One of January’s bummers is that it brings in the New Year … with the OLD YOU. It has others, like running out of Prosecco, or realizing you’ve watched Netflix in its totality, but the OLD YOU is never a good look. Not after the festive season’s grueling ‘drink-a-thon’ and ‘all-you-can-eat-marathon’ which I can humbly say are my special areas of expertise. I look like the Michelin Man after he has let himself go.

Remember that old saying ‘Everywhere you go … there you are’? Well that includes the New Year. And quite frankly I don’t want to share this sparkling New Year with the OLD ME. New Year deserves something better. I deserve something better! A thinner, smarter, prettier, younger, non-smoking, non-judgemental (there’s so many idiotic jerks out there!) … kinder, more charitable, compassionate, considerate, generous, impartial, wonderful, better ME. Come to think of it … someone else would do just fine. Maybe I should become a Hindu and await death. 

I’m not alone. All my friends and family want … me to get a NEW ME. And they’re not shy about expressing their opinion, especially the aunties on my mother’s side who make Macbeth’s witches look like Goldilocks:

‘You smoke too much…’, ‘You old!’, ‘You spinster you wanna break your mother’s heart’, ‘You go to Brazil.. get a total lift…like me!’. That’s my Aunt Consuelo (her real name). She’s been lifted so much her chin is in line with her eyebrows.

I have no choice but to create a NEW ME, which is where New Year’s Resolutions come in. These self-imposed objectives are a true blessing! All you do is announce them and your family will greet you with a mix of admiration and pride! Just kidding. My family are disinterested and deep down know that I won’t keep them. But at least you can greet yourself every morning with admiration and pride! I certainly do! OK the Carajillo (coffee and anise) helps. 

So … how to define your very own NYRs? It’s easy! Unlike work objectives which have to be Measurable, Achievable and Realistic, your NYRs can be completely outlandish, impossible to achieve and non-realistic! ‘I will win this year’s Pulitzer prize’ carries as much weight as ‘I will lose two stone’ (pardon the pun) and is probably much more achievable. Guess I better start writing that novel.

The simplest method is called ‘Copy and Paste’. Just copy last year’s NYRs and add more pounds. It works wonders! By late February everyone will have forgotten how much weight you wanted to lose, including you!

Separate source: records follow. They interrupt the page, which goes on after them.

//! AES-256-CBC crypto container encode/decode
//!
//! Encode: fresh salt + iv → derive key → hash plaintext → PKCS#7 pad → encrypt.
//! Decode: split header → derive key → decrypt → unpad → verify content hash.
//!
//! A wrong password almost always shows up as invalid padding; when the
//! padding happens to validate, the content hash catches it. Both surface as
//! `FilelockError::Integrity`, distinct from a structurally short container.

use cbc::cipher::{block_padding::Pkcs7, BlockDecryptMut, BlockEncryptMut, KeyIvInit};
use filelock_core::integrity::{content_hash, verify_content_hash, ContentHash, HASH_SIZE};
use filelock_core::{FilelockError, FilelockResult};
use rand::RngCore;
use secrecy::SecretString;
use tracing::debug;
use zeroize::Zeroize;

use crate::kdf::{derive_key, KdfParams};
use crate::{BLOCK_SIZE, HEADER_SIZE, IV_SIZE, SALT_SIZE};

type Aes256CbcEnc = cbc::Encryptor<aes::Aes256>;
type Aes256CbcDec = cbc::Decryptor<aes::Aes256>;

const WRONG_KEY: &str = "tampered or wrong password";

/// Parsed crypto container
#[derive(Debug, Clone)]
pub struct EncryptedContainer {
    salt: [u8; SALT_SIZE],
    iv: [u8; IV_SIZE],
    content_hash: ContentHash,
    ciphertext: Vec<u8>,
}

impl EncryptedContainer {
    /// Serialize as `salt ‖ iv ‖ content_hash ‖ ciphertext`
    pub fn to_bytes(&self) -> Vec<u8> {
        let mut bytes = Vec::with_capacity(HEADER_SIZE + self.ciphertext.len());
        bytes.extend_from_slice(&self.salt);
        bytes.extend_from_slice(&self.iv);
        bytes.extend_from_slice(&self.content_hash);
        bytes.extend_from_slice(&self.ciphertext);
        bytes
    }

    /// Parse a container. Does not need the password.
    pub fn from_bytes(bytes: &[u8]) -> FilelockResult<Self> {
        if bytes.len() < HEADER_SIZE {
            return Err(FilelockError::MalformedContainer(format!(
                "encrypted container too short: {} bytes (minimum {})",
                bytes.len(),
                HEADER_SIZE
            )));
        }

        let (salt, rest) = bytes.split_at(SALT_SIZE);
        let (iv, rest) = rest.split_at(IV_SIZE);
        let (hash, ciphertext) = rest.split_at(HASH_SIZE);

        // PKCS#7 always emits at least one full block
        if ciphertext.is_empty() || ciphertext.len() % BLOCK_SIZE != 0 {
            return Err(FilelockError::MalformedContainer(format!(
                "ciphertext length {} is not a positive multiple of {BLOCK_SIZE}",
                ciphertext.len()
            )));
        }

        let mut container = EncryptedContainer {
            salt: [0u8; SALT_SIZE],
            iv: [0u8; IV_SIZE],
            content_hash: [0u8; HASH_SIZE],
            ciphertext: ciphertext.to_vec(),
        };
        container.salt.copy_from_slice(salt);
        container.iv.copy_from_slice(iv);
        container.content_hash.copy_from_slice(hash);
        Ok(container)
    }

    pub fn salt(&self) -> &[u8; SALT_SIZE] {
        &self.salt
    }

    pub fn iv(&self) -> &[u8; IV_SIZE] {
        &self.iv
    }

    /// SHA-256 of the plaintext
    pub fn content_hash(&self) -> &ContentHash {
        &self.content_hash
    }

    pub fn ciphertext(&self) -> &[u8] {
        &self.ciphertext
    }
}

/// Encrypt `plaintext` under a key derived from `password`.
///
/// Returns `salt ‖ iv ‖ content_hash ‖ ciphertext`. Succeeds for any input,
/// including an empty buffer.
pub fn encrypt(plaintext: &[u8], password: &SecretString) -> FilelockResult<Vec<u8>> {
    encrypt_with_params(plaintext, password, &KdfParams::default())
}

/// Like [`encrypt`], with explicit KDF parameters.
pub fn encrypt_with_params(
    plaintext: &[u8],
    password: &SecretString,
    params: &KdfParams,
) -> FilelockResult<Vec<u8>> {
    let mut rng = rand::thread_rng();
    let mut salt = [0u8; SALT_SIZE];
    rng.fill_bytes(&mut salt);
    let mut iv = [0u8; IV_SIZE];
    rng.fill_bytes(&mut iv);

    let key = derive_key(password, &salt, params);
    let content_hash = content_hash(plaintext);

    let cipher = Aes256CbcEnc::new_from_slices(key.as_bytes(), &iv)
        .map_err(|e| FilelockError::Encryption(format!("AES-256-CBC init: {e}")))?;
    let ciphertext = cipher.encrypt_padded_vec_mut::<Pkcs7>(plaintext);

    debug!(
        plaintext_len = plaintext.len(),
        ciphertext_len = ciphertext.len(),
        "encrypted buffer"
    );

    Ok(EncryptedContainer {
        salt,
        iv,
        content_hash,
        ciphertext,
    }
    .to_bytes())
}

/// Decrypt a container produced by [`encrypt`].
///
/// Returns the plaintext only when both the padding and the content hash
/// check out; otherwise nothing is returned.
pub fn decrypt(container: &[u8], password: &SecretString) -> FilelockResult<Vec<u8>> {
    decrypt_with_params(container, password, &KdfParams::default())
}

/// Like [`decrypt`], with explicit KDF parameters.
pub fn decrypt_with_params(
    container: &[u8],
    password: &SecretString,
    params: &KdfParams,
) -> FilelockResult<Vec<u8>> {
    let parsed = EncryptedContainer::from_bytes(container)?;
    let key = derive_key(password, &parsed.salt, params);

    let cipher = Aes256CbcDec::new_from_slices(key.as_bytes(), &parsed.iv)
        .map_err(|e| FilelockError::Encryption(format!("AES-256-CBC init: {e}")))?;
    let mut plaintext = cipher
        .decrypt_padded_vec_mut::<Pkcs7>(&parsed.ciphertext)
        .map_err(|_| FilelockError::Integrity(format!("invalid padding: {WRONG_KEY}")))?;

    if let Err(e) = verify_content_hash(&plaintext, &parsed.content_hash, WRONG_KEY) {
        plaintext.zeroize();
        return Err(e);
    }

    debug!(plaintext_len = plaintext.len(), "decrypted buffer");
    Ok(plaintext)
}
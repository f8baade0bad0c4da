//! # `inline_progress`
//!
//! A single-line console progress indicator for iterators.
//!
//! `inline_progress` wraps a traversal so that every step updates an
//! in-place status line (percentage, bar, elapsed time, ETA and optional
//! caller-appended text) without altering the values produced by iteration.
//! It is designed to be:
//!
//! * **Inline**: updates happen on the thread doing the work, at the loop's
//!   own termination check. No background threads, callbacks or timers.
//! * **Throttled**: redraws are bounded by a minimum interval (default
//!   150 ms), except the guaranteed first draw of a traversal and the final
//!   draw at its end.
//! * **Non-failing**: degenerate configuration (unknown totals, zero bar
//!   width, out-of-range fractions) degrades the display, never the
//!   traversal. A progress indicator must not interrupt the work it
//!   monitors.
//!
//! The ownership of the wrapped sequence follows from how it is passed:
//! `progress(&mut seq)` borrows mutably, `progress(&seq)` borrows
//! immutably, `progress(seq)` takes ownership. Borrowing from a temporary
//! the adapter would outlive is a compile error.
//!
//! ## Modules
//!
//! * [`clock`]: monotonic stopwatches (elapsed/ETA and throttle timing).
//! * [`iter`]: iterator adapters, the extension trait and the façade entry
//!   points.
//! * [`progress`](mod@progress): the core [`ProgressBar`] engine and
//!   snapshot logic.
//! * [`range`]: lazy integer sequences for iterating numeric intervals.
//! * [`timer`](mod@timer): a bar that fills over a fixed wall-clock
//!   duration.
//!
//! ## Example
//!
//! ```no_run
//! use inline_progress::progress;
//!
//! let items = vec![1, 2, 3, 4, 5];
//! let wrapped = progress(&items).with_prefix("crunching ");
//! let bar = wrapped.bar();
//! for item in wrapped {
//!     // ... work ...
//!     bar.append_suffix(item);
//! }
//! ```

#![forbid(unsafe_code)]
#![deny(missing_docs)]

pub mod clock;
pub mod iter;
pub mod progress;
pub mod range;
pub mod timer;

pub use clock::Chronometer;
pub use iter::{
    ProgressIter, ProgressIteratorExt, progress, progress_range, progress_with_total,
};
pub use progress::{ProgressBar, ProgressSnapshot};
pub use range::{IntRange, RangeValue};
pub use timer::{TimedBar, TimedIter, timer};
//! A progress bar that fills over a fixed wall-clock duration.
//!
//! Some loops have no countable elements: polling until a deadline,
//! warming up a cache, waiting out a cooldown. [`TimedBar`] covers them:
//! iterating it yields the completed fraction on every tick until the
//! configured duration has elapsed, driving the same engine as the
//! element-counting adapters through its manual-progress path.
//!
//! ```no_run
//! use std::{thread, time::Duration};
//!
//! use inline_progress::timer;
//!
//! let bar = timer(Duration::from_secs(2));
//! bar.set_prefix("warming up ");
//! for _fraction in &bar {
//!     thread::sleep(Duration::from_millis(30));
//! }
//! ```

use std::{io::Write, time::Duration};

use compact_str::CompactString;

use crate::progress::ProgressBar;

/// A duration-driven progress bar.
///
/// Iterate it by reference; each pass is a fresh traversal of the same
/// duration. The internal step scale is one tick per millisecond of
/// duration, fine enough that the rendered tenth-of-a-percent never
/// aliases.
pub struct TimedBar {
    bar: ProgressBar,
    duration: Duration,
}

/// Creates a bar that fills over `duration` of wall-clock time.
#[must_use]
pub fn timer(duration: Duration) -> TimedBar {
    TimedBar::new(duration)
}

impl TimedBar {
    /// Creates a bar that fills over `duration` of wall-clock time.
    #[allow(clippy::cast_possible_truncation)]
    #[must_use]
    pub fn new(duration: Duration) -> Self {
        let ticks = (duration.as_millis() as u64).max(1);
        Self {
            bar: ProgressBar::new(ticks),
            duration,
        }
    }

    /// Returns a clone of the underlying handle.
    #[must_use]
    pub fn bar(&self) -> ProgressBar {
        self.bar.clone()
    }

    /// Sets the text rendered before the percentage block.
    pub fn set_prefix(&self, prefix: impl Into<CompactString>) {
        self.bar.set_prefix(prefix);
    }

    /// Sets the bar body width in characters.
    pub fn set_bar_width(&self, width: usize) {
        self.bar.set_bar_width(width);
    }

    /// Sets the minimum interval between two throttled redraws.
    pub fn set_min_interval(&self, interval: Duration) {
        self.bar.set_min_interval(interval);
    }

    /// Replaces the output sink (default: standard error).
    pub fn set_sink(&self, sink: impl Write + 'static) {
        self.bar.set_sink(sink);
    }
}

impl IntoIterator for &TimedBar {
    type Item = f64;
    type IntoIter = TimedIter;

    fn into_iter(self) -> Self::IntoIter {
        TimedIter {
            bar: self.bar.clone(),
            duration: self.duration,
            started: false,
            done: false,
        }
    }
}

impl IntoIterator for TimedBar {
    type Item = f64;
    type IntoIter = TimedIter;

    fn into_iter(self) -> Self::IntoIter {
        (&self).into_iter()
    }
}

/// One timed traversal: yields the completed fraction until the duration
/// has elapsed.
pub struct TimedIter {
    bar: ProgressBar,
    duration: Duration,
    started: bool,
    done: bool,
}

impl Iterator for TimedIter {
    type Item = f64;

    fn next(&mut self) -> Option<f64> {
        if self.done {
            return None;
        }
        if !self.started {
            self.started = true;
            self.bar.restart();
        }

        let elapsed = self.bar.get_elapsed().as_secs_f64();
        let total = self.duration.as_secs_f64();
        let fraction = if total > 0.0 {
            elapsed / total
        } else {
            f64::INFINITY
        };

        if fraction >= 1.0 {
            self.bar.set_fraction(1.0);
            self.bar.finish();
            self.done = true;
            return None;
        }

        self.bar.set_fraction(fraction);
        self.bar.refresh();
        Some(fraction)
    }
}

#[cfg(test)]
mod tests {
    use std::{thread, time::Duration};

    use super::timer;
    use crate::progress::test_sink::MemSink;

    /// Zero Duration
    /// An empty span completes on the first tick, with the final draw at
    /// 100%.
    #[test]
    fn test_zero_duration_completes_immediately() {
        let sink = MemSink::new();
        let bar = timer(Duration::ZERO);
        bar.set_sink(sink.clone());

        let ticks = (&bar).into_iter().count();

        assert_eq!(ticks, 0);
        assert_eq!(bar.bar().get_pos(), bar.bar().get_total());
        assert!(sink.frames().last().unwrap().contains("100.0%"));
    }

    /// Timed Traversal
    /// A short span terminates on its own, yields fractions below one on
    /// the way, and ends on a 100% frame.
    #[test]
    fn test_short_span_fills_up() {
        let sink = MemSink::new();
        let bar = timer(Duration::from_millis(40));
        bar.set_sink(sink.clone());
        bar.set_bar_width(8);

        for fraction in &bar {
            assert!((0.0..1.0).contains(&fraction));
            thread::sleep(Duration::from_millis(5));
        }

        let frames = sink.frames();
        let last = frames.last().unwrap();
        assert!(last.contains("100.0%"), "final frame: {last:?}");
        assert!(last.contains(&"#".repeat(8)));
        assert_eq!(bar.bar().get_pos(), bar.bar().get_total());
    }

    /// Restartable
    /// Iterating by reference starts a fresh traversal each time.
    #[test]
    fn test_restartable() {
        let sink = MemSink::new();
        let bar = timer(Duration::from_millis(1));
        bar.set_sink(sink.clone());

        for _ in &bar {
            thread::sleep(Duration::from_millis(1));
        }
        let frames_first = sink.frames().len();

        for _ in &bar {
            thread::sleep(Duration::from_millis(1));
        }

        assert!(sink.frames().len() > frames_first);
        assert_eq!(bar.bar().get_pos(), bar.bar().get_total());
    }
}
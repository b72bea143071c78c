// ==========================================
// 회계 수불 증감 분석 - API 계층 오류 타입
// ==========================================
// 역할: 하위 계층 오류를 호출측에 전달 가능한 형태로 통합
// 원칙: 모든 오류 메시지는 원인을 명시한다
// ==========================================

use thiserror::Error;

use crate::api::analysis_api::PeriodStatus;
use crate::config::ConfigError;
use crate::domain::types::{ItemCategory, VarianceView};
use crate::importer::ImportError;

/// API 계층 오류 타입
#[derive(Error, Debug)]
pub enum ApiError {
    // ===== 구성 오류 =====
    #[error(transparent)]
    Config(#[from] ConfigError),

    // ===== 기간 적재 오류 =====
    // 일부 파일 실패는 다른 파일 처리를 막지 않지만, 필요 역할이
    // 하나라도 빠지면 분석 전체를 중단하고 기간별 상태를 보고한다
    #[error("기간 데이터 적재 실패: {failed}/{total}건 - 기간별 상태를 확인하세요")]
    PeriodLoadFailure {
        total: usize,
        failed: usize,
        periods: Vec<PeriodStatus>,
    },

    // ===== 뷰 정책 오류 =====
    #[error("'{category}' 계정에는 {view} 차이 뷰가 제공되지 않습니다")]
    ViewNotApplicable {
        category: ItemCategory,
        view: VarianceView,
    },

    // ===== 가져오기 오류 =====
    #[error("파일 가져오기 실패: {0}")]
    Import(#[from] ImportError),

    // ===== 일반 오류 =====
    #[error("내부 오류: {0}")]
    InternalError(String),

    #[error(transparent)]
    Other(#[from] anyhow::Error),
}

And if you’re really adamant about the weight thing, there’s always dextroamphetamine (aka speed). No one will dare blame you for breaking the law when your weight is at stake. 

Next, is the tried and tested ‘Be the Best You Can Be’, which could sound challenging to any newbie! However, a slight word alteration and it becomes ‘Be the Worst You Can Be’ making it easy to accomplish and a lot more fun too!

Then there’s the method everyone’s raving about, ‘The Brexit Way’. Here you spend all year negotiating with yourself and end up doing nothing. Be careful not to practice this in front of your friends as it they will promptly ask you to ‘LEAVE’ the party.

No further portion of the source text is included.